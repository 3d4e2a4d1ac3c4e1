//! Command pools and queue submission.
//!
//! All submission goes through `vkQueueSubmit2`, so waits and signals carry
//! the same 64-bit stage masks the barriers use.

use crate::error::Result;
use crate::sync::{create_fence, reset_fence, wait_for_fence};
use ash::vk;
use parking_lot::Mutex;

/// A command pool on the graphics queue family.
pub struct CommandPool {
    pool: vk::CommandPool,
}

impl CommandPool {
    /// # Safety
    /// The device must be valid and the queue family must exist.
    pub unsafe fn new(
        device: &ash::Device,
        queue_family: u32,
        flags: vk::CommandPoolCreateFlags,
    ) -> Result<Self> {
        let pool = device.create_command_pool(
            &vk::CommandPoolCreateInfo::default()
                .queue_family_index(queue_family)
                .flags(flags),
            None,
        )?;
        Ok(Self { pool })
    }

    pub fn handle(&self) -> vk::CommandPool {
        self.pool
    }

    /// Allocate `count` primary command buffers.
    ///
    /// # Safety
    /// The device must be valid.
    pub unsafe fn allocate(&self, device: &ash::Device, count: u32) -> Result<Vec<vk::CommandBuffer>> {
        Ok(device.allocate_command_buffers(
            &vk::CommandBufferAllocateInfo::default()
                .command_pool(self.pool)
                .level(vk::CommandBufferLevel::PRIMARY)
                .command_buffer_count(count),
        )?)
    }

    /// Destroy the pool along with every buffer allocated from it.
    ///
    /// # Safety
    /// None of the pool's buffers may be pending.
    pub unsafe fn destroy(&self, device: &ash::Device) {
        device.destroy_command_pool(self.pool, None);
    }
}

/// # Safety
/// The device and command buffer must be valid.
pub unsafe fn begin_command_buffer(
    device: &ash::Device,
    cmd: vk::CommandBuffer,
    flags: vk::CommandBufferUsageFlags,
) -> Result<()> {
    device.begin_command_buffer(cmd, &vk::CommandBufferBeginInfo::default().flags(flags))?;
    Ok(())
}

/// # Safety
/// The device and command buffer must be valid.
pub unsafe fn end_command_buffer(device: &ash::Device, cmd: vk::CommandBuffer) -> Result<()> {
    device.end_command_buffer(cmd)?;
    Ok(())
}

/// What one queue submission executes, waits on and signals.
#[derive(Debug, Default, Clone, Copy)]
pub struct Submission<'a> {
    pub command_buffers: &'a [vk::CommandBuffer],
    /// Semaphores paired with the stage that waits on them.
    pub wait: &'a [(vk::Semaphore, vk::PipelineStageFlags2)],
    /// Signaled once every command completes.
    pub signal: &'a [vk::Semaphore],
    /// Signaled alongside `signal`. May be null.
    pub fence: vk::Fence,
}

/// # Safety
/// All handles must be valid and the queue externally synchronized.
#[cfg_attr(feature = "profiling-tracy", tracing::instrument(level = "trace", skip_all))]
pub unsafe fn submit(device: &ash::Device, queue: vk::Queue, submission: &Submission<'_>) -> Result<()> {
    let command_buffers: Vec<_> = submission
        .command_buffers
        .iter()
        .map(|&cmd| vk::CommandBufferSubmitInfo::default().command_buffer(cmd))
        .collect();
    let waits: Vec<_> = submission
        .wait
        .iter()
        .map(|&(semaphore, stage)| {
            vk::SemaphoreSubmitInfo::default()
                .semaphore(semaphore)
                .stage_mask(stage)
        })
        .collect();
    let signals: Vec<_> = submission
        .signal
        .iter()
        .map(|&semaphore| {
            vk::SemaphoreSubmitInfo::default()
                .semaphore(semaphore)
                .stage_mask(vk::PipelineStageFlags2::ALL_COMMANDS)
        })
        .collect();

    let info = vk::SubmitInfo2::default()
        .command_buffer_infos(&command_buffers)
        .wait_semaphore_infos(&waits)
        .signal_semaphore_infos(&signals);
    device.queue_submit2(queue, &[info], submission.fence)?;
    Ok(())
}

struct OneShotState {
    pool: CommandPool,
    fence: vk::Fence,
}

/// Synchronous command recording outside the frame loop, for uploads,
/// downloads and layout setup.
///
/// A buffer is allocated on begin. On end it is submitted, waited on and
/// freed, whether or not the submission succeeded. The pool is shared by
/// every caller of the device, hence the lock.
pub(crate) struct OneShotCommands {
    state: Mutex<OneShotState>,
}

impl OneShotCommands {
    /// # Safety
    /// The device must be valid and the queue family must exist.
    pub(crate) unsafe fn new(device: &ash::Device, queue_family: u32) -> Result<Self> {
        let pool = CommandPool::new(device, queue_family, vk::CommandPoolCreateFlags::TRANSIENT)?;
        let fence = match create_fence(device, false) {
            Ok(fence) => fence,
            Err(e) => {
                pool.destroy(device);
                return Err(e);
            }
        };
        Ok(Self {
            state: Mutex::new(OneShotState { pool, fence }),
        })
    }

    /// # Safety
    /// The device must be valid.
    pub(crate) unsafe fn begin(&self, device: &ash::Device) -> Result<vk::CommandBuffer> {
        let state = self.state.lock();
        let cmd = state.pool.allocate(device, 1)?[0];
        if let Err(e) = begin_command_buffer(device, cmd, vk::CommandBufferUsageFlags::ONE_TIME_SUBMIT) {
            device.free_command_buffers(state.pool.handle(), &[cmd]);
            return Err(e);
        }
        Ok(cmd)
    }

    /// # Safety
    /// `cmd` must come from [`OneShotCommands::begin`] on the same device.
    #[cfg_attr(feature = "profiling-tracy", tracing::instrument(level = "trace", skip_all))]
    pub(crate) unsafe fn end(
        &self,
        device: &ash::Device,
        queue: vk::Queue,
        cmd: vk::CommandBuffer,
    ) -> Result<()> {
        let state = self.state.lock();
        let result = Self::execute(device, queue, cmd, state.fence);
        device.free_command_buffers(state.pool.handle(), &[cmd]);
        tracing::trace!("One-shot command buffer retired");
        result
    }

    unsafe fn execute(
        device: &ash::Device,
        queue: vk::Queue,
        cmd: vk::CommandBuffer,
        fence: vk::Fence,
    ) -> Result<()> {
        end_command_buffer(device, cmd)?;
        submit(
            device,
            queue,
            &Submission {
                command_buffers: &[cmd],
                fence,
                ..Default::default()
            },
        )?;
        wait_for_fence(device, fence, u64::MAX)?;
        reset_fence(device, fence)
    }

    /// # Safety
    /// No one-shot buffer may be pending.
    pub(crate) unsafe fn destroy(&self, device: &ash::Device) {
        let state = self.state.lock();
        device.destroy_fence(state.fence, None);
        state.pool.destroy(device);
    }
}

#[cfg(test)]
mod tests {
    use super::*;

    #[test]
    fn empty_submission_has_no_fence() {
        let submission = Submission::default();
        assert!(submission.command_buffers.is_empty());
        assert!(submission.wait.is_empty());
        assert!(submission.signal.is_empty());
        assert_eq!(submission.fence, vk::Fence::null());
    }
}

────

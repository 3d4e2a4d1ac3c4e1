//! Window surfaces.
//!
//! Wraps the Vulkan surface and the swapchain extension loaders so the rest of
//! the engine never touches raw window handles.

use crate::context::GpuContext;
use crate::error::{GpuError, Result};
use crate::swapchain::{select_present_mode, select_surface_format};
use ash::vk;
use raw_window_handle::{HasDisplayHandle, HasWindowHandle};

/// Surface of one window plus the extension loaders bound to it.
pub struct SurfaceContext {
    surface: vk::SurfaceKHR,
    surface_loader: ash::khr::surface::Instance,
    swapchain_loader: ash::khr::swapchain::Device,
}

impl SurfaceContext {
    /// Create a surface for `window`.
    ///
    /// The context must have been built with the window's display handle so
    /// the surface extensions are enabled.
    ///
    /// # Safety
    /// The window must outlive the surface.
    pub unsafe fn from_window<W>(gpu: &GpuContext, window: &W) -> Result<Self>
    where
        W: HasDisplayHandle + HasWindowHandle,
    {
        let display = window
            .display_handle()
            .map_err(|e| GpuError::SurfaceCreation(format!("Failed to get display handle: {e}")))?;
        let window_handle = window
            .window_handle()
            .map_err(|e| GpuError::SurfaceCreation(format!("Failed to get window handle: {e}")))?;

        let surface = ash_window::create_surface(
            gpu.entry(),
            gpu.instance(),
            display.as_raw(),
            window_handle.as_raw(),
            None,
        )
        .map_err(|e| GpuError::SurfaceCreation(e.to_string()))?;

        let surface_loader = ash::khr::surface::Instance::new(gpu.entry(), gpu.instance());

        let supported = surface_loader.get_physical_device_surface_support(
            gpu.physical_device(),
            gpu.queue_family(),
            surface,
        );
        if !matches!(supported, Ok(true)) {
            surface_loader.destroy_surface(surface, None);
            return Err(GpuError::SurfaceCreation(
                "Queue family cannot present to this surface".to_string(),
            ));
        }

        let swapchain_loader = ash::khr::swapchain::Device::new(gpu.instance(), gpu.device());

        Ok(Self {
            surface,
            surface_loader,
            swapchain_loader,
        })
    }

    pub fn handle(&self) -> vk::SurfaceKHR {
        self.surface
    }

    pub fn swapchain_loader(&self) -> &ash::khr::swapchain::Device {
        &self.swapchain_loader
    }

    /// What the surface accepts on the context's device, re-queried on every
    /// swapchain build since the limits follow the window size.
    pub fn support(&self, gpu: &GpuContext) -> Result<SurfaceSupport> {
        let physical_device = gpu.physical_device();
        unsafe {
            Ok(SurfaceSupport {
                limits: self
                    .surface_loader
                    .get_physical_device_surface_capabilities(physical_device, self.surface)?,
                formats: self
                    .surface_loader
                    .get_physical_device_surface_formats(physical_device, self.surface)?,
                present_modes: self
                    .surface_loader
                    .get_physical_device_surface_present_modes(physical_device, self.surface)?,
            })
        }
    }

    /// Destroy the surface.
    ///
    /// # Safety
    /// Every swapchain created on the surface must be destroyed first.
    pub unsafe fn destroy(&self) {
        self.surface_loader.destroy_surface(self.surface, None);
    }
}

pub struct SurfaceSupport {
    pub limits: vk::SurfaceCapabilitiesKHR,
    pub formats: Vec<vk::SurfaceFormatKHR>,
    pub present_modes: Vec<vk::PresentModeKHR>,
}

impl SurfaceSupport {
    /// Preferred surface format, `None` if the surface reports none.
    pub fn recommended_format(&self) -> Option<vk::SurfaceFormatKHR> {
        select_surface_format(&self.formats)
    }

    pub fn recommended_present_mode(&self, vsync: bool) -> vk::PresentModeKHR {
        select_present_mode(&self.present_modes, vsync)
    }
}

────

Determine how many lines of the records above hold the word "limits" and give the number with nothing added.

3